▶ _TASK TO COMPLETE_
Filter the entries for the word "name". Copy each line that has it.

━━ MATERIALS PROVIDED

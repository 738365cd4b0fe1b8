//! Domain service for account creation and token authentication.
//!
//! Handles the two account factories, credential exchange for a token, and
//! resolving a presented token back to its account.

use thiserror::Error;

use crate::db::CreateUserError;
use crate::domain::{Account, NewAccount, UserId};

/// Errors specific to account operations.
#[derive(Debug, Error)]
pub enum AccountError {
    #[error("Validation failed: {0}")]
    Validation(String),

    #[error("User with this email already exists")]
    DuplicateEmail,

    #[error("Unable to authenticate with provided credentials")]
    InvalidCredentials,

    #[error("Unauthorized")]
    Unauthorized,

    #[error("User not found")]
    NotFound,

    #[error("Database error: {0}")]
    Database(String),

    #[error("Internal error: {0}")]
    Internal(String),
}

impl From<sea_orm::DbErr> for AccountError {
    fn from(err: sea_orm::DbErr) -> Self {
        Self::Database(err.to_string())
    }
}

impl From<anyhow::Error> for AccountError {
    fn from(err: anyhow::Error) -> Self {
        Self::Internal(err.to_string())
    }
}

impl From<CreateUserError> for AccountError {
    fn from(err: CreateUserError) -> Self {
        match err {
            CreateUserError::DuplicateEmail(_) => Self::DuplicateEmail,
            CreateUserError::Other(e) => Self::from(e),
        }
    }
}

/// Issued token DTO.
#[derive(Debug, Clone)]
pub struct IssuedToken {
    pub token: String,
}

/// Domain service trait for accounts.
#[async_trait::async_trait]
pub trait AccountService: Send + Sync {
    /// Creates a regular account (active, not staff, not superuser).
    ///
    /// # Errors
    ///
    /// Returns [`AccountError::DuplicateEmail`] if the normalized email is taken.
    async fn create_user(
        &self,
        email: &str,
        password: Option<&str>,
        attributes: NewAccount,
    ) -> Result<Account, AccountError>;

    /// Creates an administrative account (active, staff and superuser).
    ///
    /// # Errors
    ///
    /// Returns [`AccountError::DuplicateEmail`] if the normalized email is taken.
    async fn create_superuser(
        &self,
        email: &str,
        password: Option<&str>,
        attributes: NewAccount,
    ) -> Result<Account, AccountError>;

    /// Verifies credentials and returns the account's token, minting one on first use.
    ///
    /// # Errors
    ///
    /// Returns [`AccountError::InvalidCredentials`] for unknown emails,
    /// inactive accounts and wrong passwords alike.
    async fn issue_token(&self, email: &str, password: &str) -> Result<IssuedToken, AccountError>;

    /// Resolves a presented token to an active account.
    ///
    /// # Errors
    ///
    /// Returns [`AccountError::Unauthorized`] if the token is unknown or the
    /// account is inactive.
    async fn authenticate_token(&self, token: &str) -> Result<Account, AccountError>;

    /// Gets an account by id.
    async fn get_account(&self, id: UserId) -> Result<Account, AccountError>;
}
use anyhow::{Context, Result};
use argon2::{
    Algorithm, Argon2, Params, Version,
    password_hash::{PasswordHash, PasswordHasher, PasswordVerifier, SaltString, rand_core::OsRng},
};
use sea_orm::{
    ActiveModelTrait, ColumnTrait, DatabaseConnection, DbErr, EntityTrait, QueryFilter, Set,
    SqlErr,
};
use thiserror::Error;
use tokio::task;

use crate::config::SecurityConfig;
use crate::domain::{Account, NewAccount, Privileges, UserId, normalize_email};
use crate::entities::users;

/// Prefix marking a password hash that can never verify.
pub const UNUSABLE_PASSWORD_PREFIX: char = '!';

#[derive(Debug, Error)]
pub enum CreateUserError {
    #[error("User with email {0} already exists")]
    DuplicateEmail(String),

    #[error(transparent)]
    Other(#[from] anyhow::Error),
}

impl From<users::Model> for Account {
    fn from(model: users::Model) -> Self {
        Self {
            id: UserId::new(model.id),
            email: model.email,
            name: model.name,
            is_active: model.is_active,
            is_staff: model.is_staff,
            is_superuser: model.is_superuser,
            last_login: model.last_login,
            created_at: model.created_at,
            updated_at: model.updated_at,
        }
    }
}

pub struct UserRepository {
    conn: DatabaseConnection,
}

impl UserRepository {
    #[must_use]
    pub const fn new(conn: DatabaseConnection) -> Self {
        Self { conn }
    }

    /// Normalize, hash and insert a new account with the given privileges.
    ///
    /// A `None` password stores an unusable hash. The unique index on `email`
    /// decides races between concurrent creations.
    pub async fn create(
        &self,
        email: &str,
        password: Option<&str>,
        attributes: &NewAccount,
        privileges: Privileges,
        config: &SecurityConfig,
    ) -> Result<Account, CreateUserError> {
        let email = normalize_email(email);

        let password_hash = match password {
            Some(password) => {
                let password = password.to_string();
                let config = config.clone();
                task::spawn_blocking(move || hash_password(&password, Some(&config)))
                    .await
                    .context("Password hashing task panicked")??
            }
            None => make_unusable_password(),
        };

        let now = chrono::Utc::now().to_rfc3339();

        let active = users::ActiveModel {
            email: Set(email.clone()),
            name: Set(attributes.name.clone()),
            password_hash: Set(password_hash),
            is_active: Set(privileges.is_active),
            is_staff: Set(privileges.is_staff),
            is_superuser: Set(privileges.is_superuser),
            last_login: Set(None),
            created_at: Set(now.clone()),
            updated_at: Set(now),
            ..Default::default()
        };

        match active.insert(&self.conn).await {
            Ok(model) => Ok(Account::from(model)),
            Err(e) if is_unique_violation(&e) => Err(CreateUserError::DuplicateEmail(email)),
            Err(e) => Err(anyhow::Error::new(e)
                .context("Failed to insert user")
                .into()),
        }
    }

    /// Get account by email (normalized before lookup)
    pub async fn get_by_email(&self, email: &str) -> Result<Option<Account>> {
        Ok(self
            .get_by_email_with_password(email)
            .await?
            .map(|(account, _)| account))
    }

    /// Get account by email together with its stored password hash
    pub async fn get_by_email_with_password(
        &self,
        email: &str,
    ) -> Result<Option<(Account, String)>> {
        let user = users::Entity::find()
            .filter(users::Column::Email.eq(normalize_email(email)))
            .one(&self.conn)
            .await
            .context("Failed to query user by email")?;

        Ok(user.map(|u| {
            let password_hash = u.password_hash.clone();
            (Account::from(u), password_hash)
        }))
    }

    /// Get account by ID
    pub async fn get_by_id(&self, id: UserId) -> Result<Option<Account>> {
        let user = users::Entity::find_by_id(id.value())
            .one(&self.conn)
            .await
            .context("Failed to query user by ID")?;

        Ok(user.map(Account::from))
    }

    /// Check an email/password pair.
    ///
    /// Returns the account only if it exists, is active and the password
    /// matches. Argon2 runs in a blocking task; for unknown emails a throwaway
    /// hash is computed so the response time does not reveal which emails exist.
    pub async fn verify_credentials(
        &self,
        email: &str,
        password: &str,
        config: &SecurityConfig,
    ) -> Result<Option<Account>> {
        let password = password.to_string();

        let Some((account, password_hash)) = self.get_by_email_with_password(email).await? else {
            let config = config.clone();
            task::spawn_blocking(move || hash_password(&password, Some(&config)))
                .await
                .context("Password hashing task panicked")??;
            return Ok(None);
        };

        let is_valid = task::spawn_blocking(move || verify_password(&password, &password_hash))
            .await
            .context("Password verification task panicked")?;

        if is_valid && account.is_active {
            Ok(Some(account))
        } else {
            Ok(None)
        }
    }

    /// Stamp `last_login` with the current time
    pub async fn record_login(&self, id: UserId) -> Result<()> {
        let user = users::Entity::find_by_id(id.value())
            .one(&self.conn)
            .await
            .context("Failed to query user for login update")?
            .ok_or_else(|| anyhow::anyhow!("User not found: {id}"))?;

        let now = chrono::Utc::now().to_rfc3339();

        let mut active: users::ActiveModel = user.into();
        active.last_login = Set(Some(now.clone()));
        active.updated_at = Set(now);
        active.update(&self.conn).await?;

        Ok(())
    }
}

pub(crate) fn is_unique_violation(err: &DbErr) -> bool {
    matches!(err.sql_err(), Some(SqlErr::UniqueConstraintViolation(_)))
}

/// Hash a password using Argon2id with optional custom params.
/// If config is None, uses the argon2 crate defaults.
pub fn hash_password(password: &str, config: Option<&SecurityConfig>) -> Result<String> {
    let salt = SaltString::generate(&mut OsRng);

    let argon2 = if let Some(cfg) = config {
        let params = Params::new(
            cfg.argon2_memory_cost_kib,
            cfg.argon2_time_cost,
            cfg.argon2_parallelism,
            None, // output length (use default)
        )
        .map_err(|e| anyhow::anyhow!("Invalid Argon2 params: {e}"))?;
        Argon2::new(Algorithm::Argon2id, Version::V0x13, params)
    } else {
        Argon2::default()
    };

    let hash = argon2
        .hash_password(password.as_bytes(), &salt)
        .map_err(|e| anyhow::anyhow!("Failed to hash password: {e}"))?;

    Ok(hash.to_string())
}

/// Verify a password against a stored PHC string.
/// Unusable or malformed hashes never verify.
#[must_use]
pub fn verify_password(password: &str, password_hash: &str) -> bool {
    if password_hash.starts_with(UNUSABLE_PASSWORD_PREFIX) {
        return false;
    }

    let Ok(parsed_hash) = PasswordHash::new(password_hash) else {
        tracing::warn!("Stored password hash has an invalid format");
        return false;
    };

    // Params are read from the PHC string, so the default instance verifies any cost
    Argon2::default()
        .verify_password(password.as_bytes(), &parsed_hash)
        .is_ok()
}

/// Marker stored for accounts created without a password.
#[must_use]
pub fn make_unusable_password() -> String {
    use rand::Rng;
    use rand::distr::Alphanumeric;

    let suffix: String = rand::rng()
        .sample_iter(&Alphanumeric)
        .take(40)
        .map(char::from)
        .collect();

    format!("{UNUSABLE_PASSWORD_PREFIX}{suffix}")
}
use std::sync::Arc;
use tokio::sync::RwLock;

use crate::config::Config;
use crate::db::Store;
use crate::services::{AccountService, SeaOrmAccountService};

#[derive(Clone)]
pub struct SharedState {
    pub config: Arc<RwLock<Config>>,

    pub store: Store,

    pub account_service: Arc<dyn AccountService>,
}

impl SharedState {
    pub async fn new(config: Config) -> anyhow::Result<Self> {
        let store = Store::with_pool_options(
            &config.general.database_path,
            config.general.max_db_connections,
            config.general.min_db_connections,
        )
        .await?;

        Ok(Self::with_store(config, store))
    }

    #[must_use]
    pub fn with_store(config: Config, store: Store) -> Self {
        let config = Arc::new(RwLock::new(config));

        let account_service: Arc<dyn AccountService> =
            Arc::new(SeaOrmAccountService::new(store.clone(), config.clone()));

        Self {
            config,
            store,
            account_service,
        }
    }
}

━━━━

▶ _ANSWER BOX_
            name: model.name,
            name: Set(attributes.name.clone()),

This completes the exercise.